Which lines of the entries contain the string "availabilityZones"? Please find them and copy them.

━━ Material provided

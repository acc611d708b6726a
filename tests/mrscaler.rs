// This file is part of the terraform-provider-spotinst project
//
// Copyright (C) The terraform-provider-spotinst Authors, 2026.
//
// Licensed under the Apache License, Version 2.0 (the "License")
// you may not use this file except in compliance with the License.
// You may obtain a copy of the License at
//
//     http://www.apache.org/licenses/LICENSE-2.0
//
// Unless required by applicable law or agreed to in writing, software
// distributed under the License is distributed on an "AS IS" BASIS,
// WITHOUT WARRANTIES OR CONDITIONS OF ANY KIND, either express or implied.
// See the License for the specific language governing permissions and
// limitations under the License.

mod common;

use mockito::Matcher;
use serde_json::json;
use terraform_provider_spotinst::mrscaler::{ScalerResource, ScalerState};
use tf_provider::{Diagnostics, Resource};
use tf_provider::value::Value;

use common::{items, shared_client};

fn strings(values: &[&str]) -> tf_provider::value::ValueList<Value<String>> {
    Value::Value(values.iter().map(|value| Value::Value(value.to_string())).collect())
}

fn config() -> ScalerState {
    ScalerState {
        name: Value::Value("emr".to_owned()),
        region: Value::Value("us-west-2".to_owned()),
        strategy: Value::Value("new".to_owned()),
        release_label: Value::Value("emr-5.17.0".to_owned()),
        availability_zones: strings(&["us-west-2a:subnet-1"]),
        master_instance_types: strings(&["m3.xlarge"]),
        master_lifecycle: Value::Value("ON_DEMAND".to_owned()),
        master_target: Value::Value(1),
        core_instance_types: strings(&["m3.xlarge"]),
        core_lifecycle: Value::Value("SPOT".to_owned()),
        core_min_size: Value::Value(1),
        core_max_size: Value::Value(4),
        core_desired_capacity: Value::Value(1),
        ..Default::default()
    }
}

fn remote_scaler(core_target: i64) -> serde_json::Value {
    json!({
        "id": "simrs-1",
        "name": "emr",
        "region": "us-west-2",
        "outputClusterId": "j-1",
        "strategy": {"new": {"releaseLabel": "emr-5.17.0"}},
        "compute": {
            "availabilityZones": [{"name": "us-west-2a", "subnetId": "subnet-1"}],
            "instanceGroups": {
                "masterGroup": {"instanceTypes": ["m3.xlarge"], "target": 1, "lifeCycle": "ON_DEMAND"},
                "coreGroup": {
                    "instanceTypes": ["m3.xlarge"],
                    "capacity": {"minimum": 1, "maximum": 4, "target": core_target},
                    "lifeCycle": "SPOT"
                }
            }
        }
    })
}

#[tokio::test]
async fn lifecycle() {
    let mut server = mockito::Server::new_async().await;
    let resource = ScalerResource::new(shared_client(&server));
    let mut diags = Diagnostics::default();

    let (planned, private) = resource
        .plan_create(&mut diags, config(), config(), Value::Null)
        .await
        .unwrap();
    assert!(planned.output_cluster_id.is_unknown());

    let create = server
        .mock("POST", "/aws/emr/mrScaler")
        .match_query(Matcher::UrlEncoded("accountId".into(), "act-1".into()))
        .match_body(Matcher::PartialJson(json!({
            "mrScaler": {
                "name": "emr",
                "strategy": {"new": {"releaseLabel": "emr-5.17.0"}},
                "compute": {
                    "availabilityZones": [{"name": "us-west-2a", "subnetId": "subnet-1"}],
                    "instanceGroups": {
                        "masterGroup": {"target": 1, "lifeCycle": "ON_DEMAND"},
                        "coreGroup": {"capacity": {"minimum": 1, "maximum": 4, "target": 1}}
                    }
                }
            }
        })))
        .with_status(200)
        .with_body(items(remote_scaler(1)))
        .create_async()
        .await;
    let (created, private) = resource
        .create(&mut diags, planned, config(), private, Value::Null)
        .await
        .unwrap();
    create.assert_async().await;
    assert!(diags.errors.is_empty(), "{diags:?}");
    assert_eq!(created.id, Value::Value("simrs-1".to_owned()));
    assert_eq!(created.output_cluster_id, Value::Value("j-1".to_owned()));

    let read = server
        .mock("GET", "/aws/emr/mrScaler/simrs-1")
        .match_query(Matcher::Any)
        .with_status(200)
        .with_body(items(remote_scaler(1)))
        .create_async()
        .await;
    let (refreshed, private) = resource
        .read(&mut diags, created.clone(), private, Value::Null)
        .await
        .unwrap();
    read.assert_async().await;
    assert_eq!(refreshed.strategy, Value::Value("new".to_owned()));
    assert_eq!(refreshed.core_desired_capacity, Value::Value(1));
    assert_eq!(refreshed.master_lifecycle, Value::Value("ON_DEMAND".to_owned()));

    let proposed = ScalerState {
        core_desired_capacity: Value::Value(2),
        ..refreshed.clone()
    };
    let (planned, private, triggers) = resource
        .plan_update(
            &mut diags,
            refreshed.clone(),
            proposed.clone(),
            proposed,
            private,
            Value::Null,
        )
        .await
        .unwrap();
    assert!(triggers.is_empty(), "{triggers:?}");

    let update = server
        .mock("PUT", "/aws/emr/mrScaler/simrs-1")
        .match_query(Matcher::Any)
        .match_body(Matcher::PartialJson(json!({
            "mrScaler": {
                "compute": {"instanceGroups": {"coreGroup": {"capacity": {"target": 2}}}},
                "scaling": {"up": [], "down": []}
            }
        })))
        .with_status(200)
        .with_body(items(remote_scaler(2)))
        .create_async()
        .await;
    let (updated, private) = resource
        .update(&mut diags, refreshed, planned, config(), private, Value::Null)
        .await
        .unwrap();
    update.assert_async().await;
    assert_eq!(updated.id, Value::Value("simrs-1".to_owned()));
    assert_eq!(updated.core_desired_capacity, Value::Value(2));

    let delete = server
        .mock("DELETE", "/aws/emr/mrScaler/simrs-1")
        .match_query(Matcher::Any)
        .with_status(404)
        .create_async()
        .await;
    assert!(resource
        .destroy(&mut diags, updated, private, Value::Null)
        .await
        .is_some());
    delete.assert_async().await;
    assert!(diags.errors.is_empty(), "{diags:?}");
}

#[tokio::test]
async fn create_failure() {
    let mut server = mockito::Server::new_async().await;
    server
        .mock("POST", "/aws/emr/mrScaler")
        .match_query(Matcher::Any)
        .with_status(400)
        .with_body(
            json!({"response": {"errors": [{
                "code": "VALIDATION_ERROR",
                "message": "releaseLabel is invalid",
                "field": "strategy.new.releaseLabel"
            }]}})
            .to_string(),
        )
        .create_async()
        .await;

    let resource = ScalerResource::new(shared_client(&server));
    let mut diags = Diagnostics::default();
    assert!(resource
        .create(&mut diags, config(), config(), Value::Null, Value::Null)
        .await
        .is_none());
    assert_eq!(diags.errors[0].summary, "Failed to create mrscaler");
    assert!(diags.errors[0].detail.contains("VALIDATION_ERROR"));
}

#[tokio::test]
async fn import() {
    let mut server = mockito::Server::new_async().await;
    server
        .mock("GET", "/aws/emr/mrScaler/simrs-1")
        .match_query(Matcher::Any)
        .with_status(200)
        .with_body(items(remote_scaler(3)))
        .create_async()
        .await;

    let resource = ScalerResource::new(shared_client(&server));
    let mut diags = Diagnostics::default();
    let (state, _) = resource
        .import(&mut diags, "simrs-1".to_owned())
        .await
        .unwrap();
    assert_eq!(state.id, Value::Value("simrs-1".to_owned()));
    assert_eq!(state.output_cluster_id, Value::Value("j-1".to_owned()));
    assert_eq!(state.availability_zones, strings(&["us-west-2a:subnet-1"]));
    assert_eq!(state.core_desired_capacity, Value::Value(3));
    assert!(state.task_scaling_up_policy.is_null());
}

#[tokio::test]
async fn cloned_scaler_keeps_release_label() {
    let mut server = mockito::Server::new_async().await;
    let mut remote = remote_scaler(1);
    remote["strategy"] = json!({"clone": {"originClusterId": "j-0"}});
    server
        .mock("POST", "/aws/emr/mrScaler")
        .match_query(Matcher::Any)
        .match_body(Matcher::PartialJson(json!({
            "mrScaler": {"strategy": {"clone": {"originClusterId": "j-0"}}}
        })))
        .with_status(200)
        .with_body(items(remote.clone()))
        .create_async()
        .await;
    server
        .mock("GET", "/aws/emr/mrScaler/simrs-1")
        .match_query(Matcher::Any)
        .with_status(200)
        .with_body(items(remote))
        .create_async()
        .await;

    let resource = ScalerResource::new(shared_client(&server));
    let mut diags = Diagnostics::default();
    let config = ScalerState {
        strategy: Value::Value("clone".to_owned()),
        cluster_id: Value::Value("j-0".to_owned()),
        ..config()
    };
    let (planned, private) = resource
        .plan_create(&mut diags, config.clone(), config.clone(), Value::Null)
        .await
        .unwrap();
    let (created, private) = resource
        .create(&mut diags, planned, config.clone(), private, Value::Null)
        .await
        .unwrap();
    let (refreshed, private) = resource
        .read(&mut diags, created.clone(), private, Value::Null)
        .await
        .unwrap();
    assert!(diags.errors.is_empty(), "{diags:?}");
    assert_eq!(refreshed.release_label, Value::Value("emr-5.17.0".to_owned()));
    assert_eq!(refreshed.cluster_id, Value::Value("j-0".to_owned()));

    let proposed = ScalerState {
        id: refreshed.id.clone(),
        output_cluster_id: refreshed.output_cluster_id.clone(),
        ..config.clone()
    };
    let (_, _, triggers) = resource
        .plan_update(&mut diags, refreshed, proposed, config, private, Value::Null)
        .await
        .unwrap();
    assert!(triggers.is_empty(), "{triggers:?}");
}

#[tokio::test]
async fn update_clears_description() {
    let mut server = mockito::Server::new_async().await;
    let update = server
        .mock("PUT", "/aws/emr/mrScaler/simrs-1")
        .match_query(Matcher::Any)
        .match_body(Matcher::PartialJson(json!({
            "mrScaler": {"name": "emr", "description": null}
        })))
        .with_status(200)
        .with_body(items(remote_scaler(1)))
        .create_async()
        .await;

    let resource = ScalerResource::new(shared_client(&server));
    let mut diags = Diagnostics::default();
    let prior = ScalerState {
        id: Value::Value("simrs-1".to_owned()),
        description: Value::Value("analytics".to_owned()),
        ..config()
    };
    let planned = ScalerState {
        id: Value::Value("simrs-1".to_owned()),
        ..config()
    };
    let (updated, _) = resource
        .update(&mut diags, prior, planned, config(), Value::Null, Value::Null)
        .await
        .unwrap();
    update.assert_async().await;
    assert!(diags.errors.is_empty(), "{diags:?}");
    assert!(updated.description.is_null());
}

━━━━

_Solution to this exercise_
            "availabilityZones": [{"name": "us-west-2a", "subnetId": "subnet-1"}],
                    "availabilityZones": [{"name": "us-west-2a", "subnetId": "subnet-1"}],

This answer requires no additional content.